SaveKodak
Well-known
Someone who doesn't look after digital images is I doubt going to be looking after there negatives that well.
I've probably lost a lot of film by being under deadline and not fixing and washing properly where as I know exactly where all my digital images are and they are perfectly safe.
Unless I'm wet printing my workflow is the same select in photomechanic into photoshop crop resize correct exposure colour and sharpen thats it.
Is it not that you would like a new camera, it seems sensible to have a film and digital with the same lens mount.
good luck.
Ok yes, under the worst possible circumstances and with someone who doesn't care, film can be less archival. But somehow I doubt we're dealing with the worst possible circumstances here, and nobody is shooting film on deadline anymore. All you have to do is develop properly, and sleeve in a print file. Assuming some physical catastrophe doesn't occur, with B&W film you're good for upwards of 100 years and more if you selenium tone your film.

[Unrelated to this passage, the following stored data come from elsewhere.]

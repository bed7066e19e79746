use serde::{Deserialize, Serialize};
use std::fmt;
use std::str::FromStr;
use tracing::debug;

/// User class a dispatcher or session store acts for.
#[derive(Debug, Clone, Copy, PartialEq, Eq, Hash, Serialize, Deserialize)]
#[serde(rename_all = "snake_case")]
pub enum Role {
    Student,
    InstitutionAdmin,
    PlatformAdmin,
}

/// Storage/endpoint namespace. Both admin roles share `Admin`.
#[derive(Debug, Clone, Copy, PartialEq, Eq, Hash)]
pub enum Namespace {
    Student,
    Admin,
}

pub const ALL_NAMESPACES: [Namespace; 2] = [Namespace::Student, Namespace::Admin];

impl Role {
    /// Pick the role for a navigation path.
    ///
    /// `/admin...` is an admin route; `/student...` or an existing student
    /// credential means student; anything else defaults to student.
    pub fn resolve(path: &str, has_student_credential: bool) -> Role {
        let role = if path.starts_with("/admin") {
            Role::InstitutionAdmin
        } else {
            Role::Student
        };
        debug!(
            path = %path,
            student_route = path.starts_with("/student"),
            has_student_credential,
            role = %role,
            "resolved role from route"
        );
        role
    }

    pub fn namespace(self) -> Namespace {
        match self {
            Role::Student => Namespace::Student,
            Role::InstitutionAdmin | Role::PlatformAdmin => Namespace::Admin,
        }
    }

    pub fn login_endpoint(self) -> String {
        self.namespace().endpoint("login")
    }

    pub fn refresh_endpoint(self) -> String {
        self.namespace().endpoint("refresh")
    }

    pub fn profile_endpoint(self) -> String {
        self.namespace().endpoint("me")
    }

    pub fn logout_endpoint(self) -> String {
        self.namespace().endpoint("logout")
    }

    /// Front-end page a user of this role is sent to when the session dies.
    pub fn login_page(self) -> &'static str {
        match self.namespace() {
            Namespace::Student => "/login",
            Namespace::Admin => "/admin/login",
        }
    }

    pub fn as_str(self) -> &'static str {
        match self {
            Role::Student => "student",
            Role::InstitutionAdmin => "institution_admin",
            Role::PlatformAdmin => "platform_admin",
        }
    }
}

impl fmt::Display for Role {
    fn fmt(&self, f: &mut fmt::Formatter<'_>) -> fmt::Result {
        f.write_str(self.as_str())
    }
}

impl FromStr for Role {
    type Err = String;

    fn from_str(s: &str) -> Result<Self, Self::Err> {
        match s {
            "student" => Ok(Role::Student),
            "institution_admin" | "institution-admin" | "teacher" | "admin" => {
                Ok(Role::InstitutionAdmin)
            }
            "platform_admin" | "platform-admin" => Ok(Role::PlatformAdmin),
            other => Err(format!("unknown role: {other}")),
        }
    }
}

impl Namespace {
    pub fn prefix(self) -> &'static str {
        match self {
            Namespace::Student => "student",
            Namespace::Admin => "admin",
        }
    }

    pub fn access_key(self) -> String {
        format!("{}_access_token", self.prefix())
    }

    pub fn refresh_key(self) -> String {
        format!("{}_refresh_token", self.prefix())
    }

    pub fn profile_key(self) -> String {
        format!("{}_user_info", self.prefix())
    }

    pub fn tenants_key(self) -> String {
        format!("{}_available_tenants", self.prefix())
    }

    pub fn current_tenant_key(self) -> String {
        format!("{}_current_tenant", self.prefix())
    }

    pub fn current_tenant_id_key(self) -> String {
        format!("{}_current_tenant_id", self.prefix())
    }

    /// Every key this namespace may write.
    pub fn keys(self) -> Vec<String> {
        vec![
            self.access_key(),
            self.refresh_key(),
            self.profile_key(),
            self.tenants_key(),
            self.current_tenant_key(),
            self.current_tenant_id_key(),
        ]
    }

    fn endpoint(self, action: &str) -> String {
        format!("/{}/auth/{}", self.prefix(), action)
    }
}

impl fmt::Display for Namespace {
    fn fmt(&self, f: &mut fmt::Formatter<'_>) -> fmt::Result {
        f.write_str(self.prefix())
    }
}
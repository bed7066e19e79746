pub mod api;
pub mod cache;
pub mod models;
pub mod redirect;

use reqwest::Client;
use std::sync::Arc;
use tracing::{debug, warn};

use crate::config::ClientConfig;
use crate::error::{ApiError, ApiResult};
use crate::security::audit_log::AuditLogger;
use crate::security::role::{Namespace, Role};
use crate::security::token_refresh::{RefreshCoordinator, RefreshTicket};
use crate::storage::{self, KeyValueStore};
use crate::transport::{self, Dispatcher};

use api::AuthApi;
use cache::{SessionCache, SessionState};
use models::{LoginCredentials, LoginResponse, Tenant, TenantSwitch, TokenPair, UserProfile};
use redirect::LoginRedirect;

/// Session of one role, held in memory and mirrored to durable storage.
pub struct SessionStore {
    role: Role,
    http: Client,
    api_base: String,
    api: AuthApi,
    store: Arc<dyn KeyValueStore>,
    cache: SessionCache,
    refresh: RefreshCoordinator,
    audit: AuditLogger,
}

impl SessionStore {
    pub fn new(config: &ClientConfig, role: Role, store: Arc<dyn KeyValueStore>) -> ApiResult<Self> {
        let http = transport::build_client(config)?;
        Ok(Self::with_client(http, config.api_base(), role, store))
    }

    pub fn with_client(
        http: Client,
        api_base: impl Into<String>,
        role: Role,
        store: Arc<dyn KeyValueStore>,
    ) -> Self {
        let api_base = api_base.into();
        Self {
            role,
            api: AuthApi::new(http.clone(), api_base.clone(), role),
            http,
            api_base,
            store,
            cache: SessionCache::new(),
            refresh: RefreshCoordinator::new(),
            audit: AuditLogger::new(),
        }
    }

    pub fn role(&self) -> Role {
        self.role
    }

    pub fn cache(&self) -> &SessionCache {
        &self.cache
    }

    /// Refresh state shared by this store and every dispatcher it hands out.
    pub fn coordinator(&self) -> &RefreshCoordinator {
        &self.refresh
    }

    /// Dispatcher for this role sharing the same durable storage and refresh state.
    pub fn dispatcher(&self, redirect: Arc<dyn LoginRedirect>) -> Dispatcher {
        Dispatcher::with_client(
            self.http.clone(),
            self.api_base.clone(),
            self.role,
            self.store.clone(),
            redirect,
        )
        .with_coordinator(self.refresh.clone())
    }

    fn ns(&self) -> Namespace {
        self.role.namespace()
    }

    /// Load persisted state. Unparseable entries are dropped from storage.
    pub async fn restore(&self) -> ApiResult<()> {
        let ns = self.ns();
        if ns == Namespace::Student {
            storage::migrate_legacy(self.store.as_ref(), ns)?;
        }

        let state = SessionState {
            access_token: self.store.get(&ns.access_key()).filter(|t| !t.is_empty()),
            refresh_token: storage::refresh_token(self.store.as_ref(), ns),
            profile: self.load_json(&ns.profile_key())?,
            available_tenants: self.load_json(&ns.tenants_key())?.unwrap_or_default(),
            current_tenant: self.load_json(&ns.current_tenant_key())?,
            current_tenant_id: self
                .store
                .get(&ns.current_tenant_id_key())
                .filter(|t| !t.is_empty()),
        };
        debug!(
            role = %self.role,
            has_access = state.access_token.is_some(),
            has_profile = state.profile.is_some(),
            "restored session"
        );
        self.cache.replace(state).await;
        Ok(())
    }

    fn load_json<T: serde::de::DeserializeOwned>(&self, key: &str) -> ApiResult<Option<T>> {
        let Some(raw) = self.store.get(key) else {
            return Ok(None);
        };
        match serde_json::from_str::<Option<T>>(&raw) {
            Ok(v) => Ok(v),
            Err(err) => {
                warn!(key, error = %err, "dropping unreadable session entry");
                self.store.remove(key)?;
                Ok(None)
            }
        }
    }

    fn save_json<T: serde::Serialize>(&self, key: &str, value: &T) -> ApiResult<()> {
        let raw = serde_json::to_string(value)
            .map_err(|e| ApiError::InvalidResponse(format!("encoding {key}: {e}")))?;
        self.store.set(key, &raw)?;
        Ok(())
    }

    /// Exchange user credentials for a new session and persist it.
    pub async fn login(&self, credentials: &LoginCredentials) -> ApiResult<LoginResponse> {
        let response = match self.api.login(credentials).await {
            Ok(r) => r,
            Err(err) => {
                self.audit.login_failure(self.role, &err.to_string());
                return Err(err);
            }
        };

        let ns = self.ns();
        let current_id = response
            .current_tenant
            .as_ref()
            .map(|t| t.tenant_id.clone())
            .or_else(|| response.user.as_ref().and_then(UserProfile::current_tenant_id));

        // a new login must not inherit the previous session's refresh credential
        storage::clear_namespace(self.store.as_ref(), ns)?;
        storage::store_tokens(
            self.store.as_ref(),
            ns,
            &response.access_token,
            response.refresh_token.as_deref(),
        )?;
        self.save_json(&ns.profile_key(), &response.user)?;
        if ns == Namespace::Student {
            self.save_json(&ns.tenants_key(), &response.available_tenants)?;
            self.save_json(&ns.current_tenant_key(), &response.current_tenant)?;
            self.store
                .set(&ns.current_tenant_id_key(), current_id.as_deref().unwrap_or(""))?;
        }

        self.cache
            .replace(SessionState {
                profile: response.user.clone(),
                available_tenants: response.available_tenants.clone(),
                current_tenant: response.current_tenant.clone(),
                current_tenant_id: current_id,
                ..SessionState::default()
            })
            .await;
        self.cache
            .set_credentials(
                Some(response.access_token.clone()),
                response.refresh_token.clone(),
            )
            .await;

        self.audit.login_success(
            self.role,
            response.user.as_ref().and_then(|u| u.username.as_deref()),
        );
        Ok(response)
    }

    /// Best-effort backend logout, then unconditional local teardown.
    pub async fn logout(&self) {
        self.sync_tokens().await;
        let mut notified = false;
        if let Some(token) = self.cache.access_token().await {
            match self.api.logout(&token).await {
                Ok(()) => notified = true,
                Err(err) => warn!(role = %self.role, error = %err, "logout call failed, clearing local session anyway"),
            }
        }

        self.cache.clear().await;
        if let Err(err) = storage::clear_namespace(self.store.as_ref(), self.ns()) {
            warn!(role = %self.role, error = %err, "failed to clear stored session");
        }
        self.audit.logout(self.role, notified);
    }

    /// Use the stored refresh credential to obtain a new access credential.
    /// Any failure logs the session out.
    pub async fn refresh(&self) -> ApiResult<TokenPair> {
        match self.try_refresh().await {
            Ok(pair) => Ok(pair),
            Err(err) => {
                self.audit.refresh_failed(self.role, &err.to_string());
                self.logout().await;
                Err(err)
            }
        }
    }

    async fn try_refresh(&self) -> ApiResult<TokenPair> {
        self.sync_tokens().await;
        let refresh_token = self
            .cache
            .refresh_token()
            .await
            .ok_or(ApiError::MissingRefreshCredential)?;

        let lease = match self.refresh.begin() {
            RefreshTicket::Leader(lease) => lease,
            RefreshTicket::Waiter(waiter) => {
                debug!(role = %self.role, "joining refresh already in flight");
                let access_token = waiter
                    .wait()
                    .await
                    .map_err(|failure| ApiError::RefreshFailed(failure.0))?;
                self.sync_tokens().await;
                return Ok(TokenPair {
                    access_token,
                    refresh_token: self.cache.refresh_token().await,
                    token_type: None,
                });
            }
        };

        let pair = match self.api.refresh(&refresh_token).await {
            Ok(pair) => pair,
            Err(err) => {
                lease.fail(err.to_string());
                return Err(err);
            }
        };
        if let Err(err) = storage::store_tokens(
            self.store.as_ref(),
            self.ns(),
            &pair.access_token,
            pair.refresh_token.as_deref(),
        ) {
            lease.fail(format!("persisting refreshed credential: {err}"));
            return Err(err.into());
        }
        self.cache
            .set_tokens(pair.access_token.clone(), pair.refresh_token.clone())
            .await;
        self.audit.token_rotated(self.role, pair.refresh_token.is_some());
        lease.publish(&pair.access_token);
        Ok(pair)
    }

    /// Fetch the current user. A 401 gets exactly one refresh and one retry;
    /// if that fails too the session is logged out.
    pub async fn fetch_profile(&self) -> ApiResult<UserProfile> {
        self.sync_tokens().await;
        let token = self.cache.access_token().await.ok_or(ApiError::NotLoggedIn)?;

        let profile = match self.api.current_user(&token).await {
            Ok(profile) => profile,
            Err(err) if err.is_unauthorized() => {
                debug!(role = %self.role, "profile fetch unauthorized, refreshing once");
                match self.refresh_and_refetch().await {
                    Ok(profile) => profile,
                    Err(err) => {
                        self.logout().await;
                        return Err(err);
                    }
                }
            }
            Err(err) => return Err(err),
        };

        self.save_json(&self.ns().profile_key(), &profile)?;
        self.cache.set_profile(Some(profile.clone())).await;
        Ok(profile)
    }

    /// The caller logs out on failure, so this must not.
    async fn refresh_and_refetch(&self) -> ApiResult<UserProfile> {
        let pair = match self.try_refresh().await {
            Ok(pair) => pair,
            Err(err) => {
                self.audit.refresh_failed(self.role, &err.to_string());
                return Err(err);
            }
        };
        self.api.current_user(&pair.access_token).await
    }

    /// Move the student session to another tenant; credentials are replaced.
    pub async fn switch_tenant(&self, tenant_id: &str) -> ApiResult<TenantSwitch> {
        if self.ns() != Namespace::Student {
            return Err(ApiError::NotPermitted {
                role: self.role,
                operation: "tenant switching",
            });
        }
        self.sync_tokens().await;
        let token = self.cache.access_token().await.ok_or(ApiError::NotLoggedIn)?;
        let switched = self.api.switch_tenant(&token, tenant_id).await?;

        let ns = self.ns();
        storage::store_tokens(
            self.store.as_ref(),
            ns,
            &switched.access_token,
            switched.refresh_token.as_deref(),
        )?;
        self.cache
            .set_tokens(switched.access_token.clone(), switched.refresh_token.clone())
            .await;

        let mut state = self.cache.snapshot().await;
        if let Some(profile) = state.profile.as_mut() {
            profile
                .extra
                .insert("current_tenant_id".to_string(), tenant_id.into());
        }
        self.save_json(&ns.profile_key(), &state.profile)?;
        self.save_json(&ns.current_tenant_key(), &switched.current_tenant)?;
        self.store.set(&ns.current_tenant_id_key(), tenant_id)?;
        self.cache.set_profile(state.profile).await;
        self.cache
            .set_tenants(
                state.available_tenants,
                switched.current_tenant.clone(),
                Some(tenant_id.to_string()),
            )
            .await;

        self.audit.tenant_switched(self.role, tenant_id);
        Ok(switched)
    }

    /// Pick up credentials another component (e.g. a dispatcher refresh) persisted.
    async fn sync_tokens(&self) {
        let ns = self.ns();
        let stored_access = self.store.get(&ns.access_key()).filter(|t| !t.is_empty());
        let stored_refresh = storage::refresh_token(self.store.as_ref(), ns);
        let state = self.cache.snapshot().await;
        if stored_access == state.access_token && stored_refresh == state.refresh_token {
            return;
        }
        if stored_access.is_none() {
            debug!(role = %self.role, "stored session gone, dropping cached state");
            self.cache.clear().await;
        } else {
            self.cache.set_credentials(stored_access, stored_refresh).await;
        }
    }

    pub async fn is_logged_in(&self) -> bool {
        let state = self.cache.snapshot().await;
        state.access_token.is_some() && state.profile.is_some()
    }

    pub async fn display_name(&self) -> Option<String> {
        self.cache
            .profile()
            .await
            .and_then(|p| p.display_name().map(String::from))
    }

    pub async fn user_role(&self) -> Option<String> {
        self.cache.profile().await.and_then(|p| p.role)
    }

    pub async fn is_multi_tenant(&self) -> bool {
        self.cache.snapshot().await.available_tenants.len() > 1
    }

    pub async fn current_tenant(&self) -> Option<Tenant> {
        self.cache.snapshot().await.current_tenant
    }
}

With the best practices on digital it's a much bigger gamble. Few digital mediums last longer than a decade, and even if they don't corrode to an unreadable state, you WILL have trouble finding a machine that can work with the media or the file or both. Your best bet is to constantly be moving the files to new media types but that's only as good as you are, and stops when you die.
Don't take my word for it, ask the Library of Congress or any major film studio. Their archives are analog.